Proteins fold spontaneously into complex 3-dimensional structures in salt water at room and body temperatures, and they are not only critical for life (and mis-folding critical causes of disease), but also stunningly beautiful to behold! You can spend hours on the World Wide Protein Data Bank (wwPDB), looking at various structures. Play around with these below! You can rotate and enlarge the structures. Notice the various secondary structures such as \(\alpha\) helices (purple) and \(\beta\) sheets (yellow), which are formed by hydrogen-bonding between residue’s amide and carbonyl groups.

Myoglobin (1mbn)

This is one of the proteins responsible for binding to O₂ and CO₂ using the Fe-binding molecule protoporphyrin. Myoglobin is significant in the study of protein structure, as it is the first protein to be solved via x-ray crystallography in 1957.

Chaperone (1dkz)

Proteins natively fold in salt water, but some stresses including high temperature can cause them to unfold.
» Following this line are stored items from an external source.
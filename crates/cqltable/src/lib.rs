//! ## Crate layout
//! - `db`: keyspace and table handles, statements, CRUD, and range scans.
//! - `error`: the error taxonomy shared by every operation.
//! - `record`: record metadata cache and record ⇄ row mapping.
//! - `session`: the boundary to the client that talks to the store.
//! - `value`: store values and column types.
//!
//! `#[derive(Record)]` generates the field descriptor table a record type
//! needs. The `prelude` module carries the everyday surface.

pub use cqltable_core::{Error, db, error, obs, record, session, traits, types, value};
pub use cqltable_derive::Record;

/// re-exports
///
/// value types the prelude exposes, so callers don't need to depend on
/// them directly
pub mod __reexports {
    pub use chrono;
    pub use uuid;
}

//
// Consts
//

/// Workspace version re-export for downstream tooling/tests.
pub const VERSION: &str = env!("CARGO_PKG_VERSION");

///
/// Prelude
/// `Record` names both the trait and its derive
///

pub mod prelude {
    pub use crate::{
        Record,
        db::{Crud, Iter, Keyspace, Query, Range, Table},
        error::{Error, ErrorClass},
        record::Record,
        session::{Cursor, Session, StoreError},
        traits::FieldValue as _,
        types::Blob,
        value::{Row, Value},
    };
    pub use chrono::{DateTime, Utc};
    pub use uuid::Uuid;
}
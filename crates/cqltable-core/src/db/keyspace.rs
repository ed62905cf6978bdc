use crate::{
    db::{
        Table,
        cql::{map_literal, quote_ident},
    },
    error::Error,
    obs::{self, ExecKind},
    record::Record,
    session::Session,
    value::Value,
};
use serde::Serialize;
use std::{fmt, sync::Arc};

const LIST_TABLES: &str = "SELECT table_name FROM system_schema.tables WHERE keyspace_name = ?";

///
/// Keyspace
///
/// Named namespace of tables, bound to the session that executes its
/// statements. Cheap to clone; carries no state beyond name and session.
///

#[derive(Clone)]
pub struct Keyspace {
    name: String,
    session: Arc<dyn Session>,
}

impl Keyspace {
    #[must_use]
    pub fn new(name: impl Into<String>, session: Arc<dyn Session>) -> Self {
        Self {
            name: name.into(),
            session,
        }
    }

    #[must_use]
    pub fn name(&self) -> &str {
        &self.name
    }

    #[must_use]
    pub const fn session(&self) -> &Arc<dyn Session> {
        &self.session
    }

    /// `CREATE KEYSPACE` with the given replication options.
    ///
    /// The options are serialised through serde and rendered as an inline
    /// map literal, e.g. `{'class': 'SimpleStrategy', 'replication_factor': 1}`.
    pub fn create<T>(&self, replication: &T, durable_writes: bool) -> Result<(), Error>
    where
        T: Serialize + ?Sized,
    {
        let replication = map_literal(&serde_json::to_value(replication)?);
        let statement = format!(
            "CREATE KEYSPACE {} WITH REPLICATION = {replication} AND DURABLE_WRITES = {durable_writes}",
            quote_ident(&self.name),
        );

        self.execute(&statement, &[])
    }

    /// `DROP KEYSPACE`.
    pub fn drop(&self) -> Result<(), Error> {
        let statement = format!("DROP KEYSPACE {}", quote_ident(&self.name));

        self.execute(&statement, &[])
    }

    /// Names of the tables in this keyspace, from the store's schema tables.
    pub fn tables(&self) -> Result<Vec<String>, Error> {
        let params = [Value::Text(self.name.clone())];
        obs::statement_sent(ExecKind::Fetch, LIST_TABLES, &params);

        let mut cursor = self.session.stream(LIST_TABLES, &params);
        let mut names = Vec::new();
        while let Some(row) = cursor.scan_row() {
            if let Some(name) = row.get("table_name").and_then(Value::as_text) {
                names.push(name.to_string());
            }
        }
        cursor.close().map_err(|err| {
            obs::statement_failed(LIST_TABLES, &params, &err);
            Error::from(err)
        })?;

        Ok(names)
    }

    /// Bind a table handle. No statement is sent.
    #[must_use]
    pub fn new_table<R, P, C>(
        &self,
        name: impl Into<String>,
        partition_keys: P,
        clustering_keys: C,
        row: R,
    ) -> Table<R>
    where
        R: Record,
        P: IntoIterator,
        P::Item: Into<String>,
        C: IntoIterator,
        C::Item: Into<String>,
    {
        Table::new(
            self.clone(),
            name.into(),
            partition_keys.into_iter().map(Into::into).collect(),
            clustering_keys.into_iter().map(Into::into).collect(),
            row,
        )
    }

    pub(crate) fn execute(&self, statement: &str, params: &[Value]) -> Result<(), Error> {
        obs::statement_sent(ExecKind::Exec, statement, params);

        self.session.execute(statement, params).map_err(|err| {
            obs::statement_failed(statement, params, &err);
            Error::from(err)
        })
    }
}

impl fmt::Debug for Keyspace {
    fn fmt(&self, f: &mut fmt::Formatter<'_>) -> fmt::Result {
        f.debug_struct("Keyspace")
            .field("name", &self.name)
            .finish_non_exhaustive()
    }
}
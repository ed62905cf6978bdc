use cqltable::{
    error::ValidationError,
    prelude::*,
};
use cqltable_testkit::MemorySession;
use serde_json::json;
use std::sync::Arc;

#[derive(Clone, Debug, Default, PartialEq, Record)]
struct User {
    email: String,
    #[cql("password")]
    password: String,
    #[cql(rename = "active")]
    is_active: bool,
    created: DateTime<Utc>,
}

fn user(n: u32) -> User {
    User {
        email: format!("{n}@example.com"),
        password: "123456".to_string(),
        is_active: true,
        created: Utc::now(),
    }
}

fn setup() -> (Arc<MemorySession>, Keyspace, Crud<User>) {
    let session = MemorySession::shared();
    let keyspace = Keyspace::new("cqltable_test", session.clone());
    keyspace
        .create(
            &json!({ "class": "SimpleStrategy", "replication_factor": 1 }),
            true,
        )
        .unwrap();

    let users = Crud::new(keyspace.new_table(
        "users",
        ["email"],
        Vec::<String>::new(),
        User::default(),
    ));
    users.create().unwrap();

    (session, keyspace, users)
}

#[test]
fn user_lifecycle() {
    let (_, _, users) = setup();
    let originals = (1..=3).map(user).collect::<Vec<_>>();

    for record in &originals {
        users.insert(record).unwrap();
    }
    assert_eq!(users.list(&[]).unwrap().len(), 3);

    let mut found = users.get(&[Value::from("2@example.com")]).unwrap();
    assert_eq!(found, originals[1]);

    found.password = "654321".to_string();
    users.update(&found).unwrap();
    users.delete(&originals[2]).unwrap();

    let remaining = users.list(&[]).unwrap();
    assert_eq!(remaining.len(), 2);

    let updated = remaining
        .iter()
        .find(|record| record.email == "2@example.com")
        .unwrap();
    assert_eq!(updated.password, "654321");
    assert!(remaining.iter().all(|record| record.email != "3@example.com"));
}

#[test]
fn get_of_missing_row_is_not_found() {
    let (_, _, users) = setup();

    let err = users.get(&[Value::from("nobody@example.com")]).unwrap_err();

    assert!(err.is_not_found());
}

#[test]
fn key_validation_happens_before_any_statement() {
    let (session, _, users) = setup();
    let sent = session.statements().len();

    let short = users.get(&[]).unwrap_err();
    let blank = users
        .insert(&User {
            email: String::new(),
            ..user(1)
        })
        .unwrap_err();

    assert!(matches!(
        short,
        Error::Validation(ValidationError::TooFewKeys {
            found: 0,
            required: 1,
            ..
        })
    ));
    assert!(matches!(
        blank,
        Error::Validation(ValidationError::MissingKey { .. })
    ));
    assert_eq!(session.statements().len(), sent);
}

#[test]
fn keyspace_lists_created_tables() {
    let (_, keyspace, users) = setup();
    keyspace
        .new_table("audit", ["id"], Vec::<String>::new(), User::default())
        .drop()
        .unwrap_err();

    let tables = keyspace.tables().unwrap();
    assert_eq!(tables, ["users"]);

    users.drop().unwrap();
    assert!(keyspace.tables().unwrap().is_empty());

    keyspace.drop().unwrap();
}

#[test]
fn store_rejections_pass_through() {
    let (_, _, users) = setup();

    let err = users.create().unwrap_err();

    assert_eq!(err.class(), ErrorClass::Store);
    assert_eq!(err.to_string(), "table users already exists");
}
When that happens, the cell need machinery to refold mis/un-folded proteins… the chaperones! They are responsible for binding to the unfolded regions, which helps the rest of the protein to begin to fold again.

K\(^+\) channel (6v38)

Potassium (K\(^+\)) channels are remarkably important for their role in the action potential, the symphony-like cascades of sodium and potassium ions into and out of neuron cells, or muscle cells. I have spent a lot of time studying this particular potassium channel. Examine the 4-fold symmetry. See if you can find the \(\alpha\) helix-rich transmembrane domain that houses the pore and potassium selectivity filter. There is also a large domain that sits beneath the membrane inside of the cell.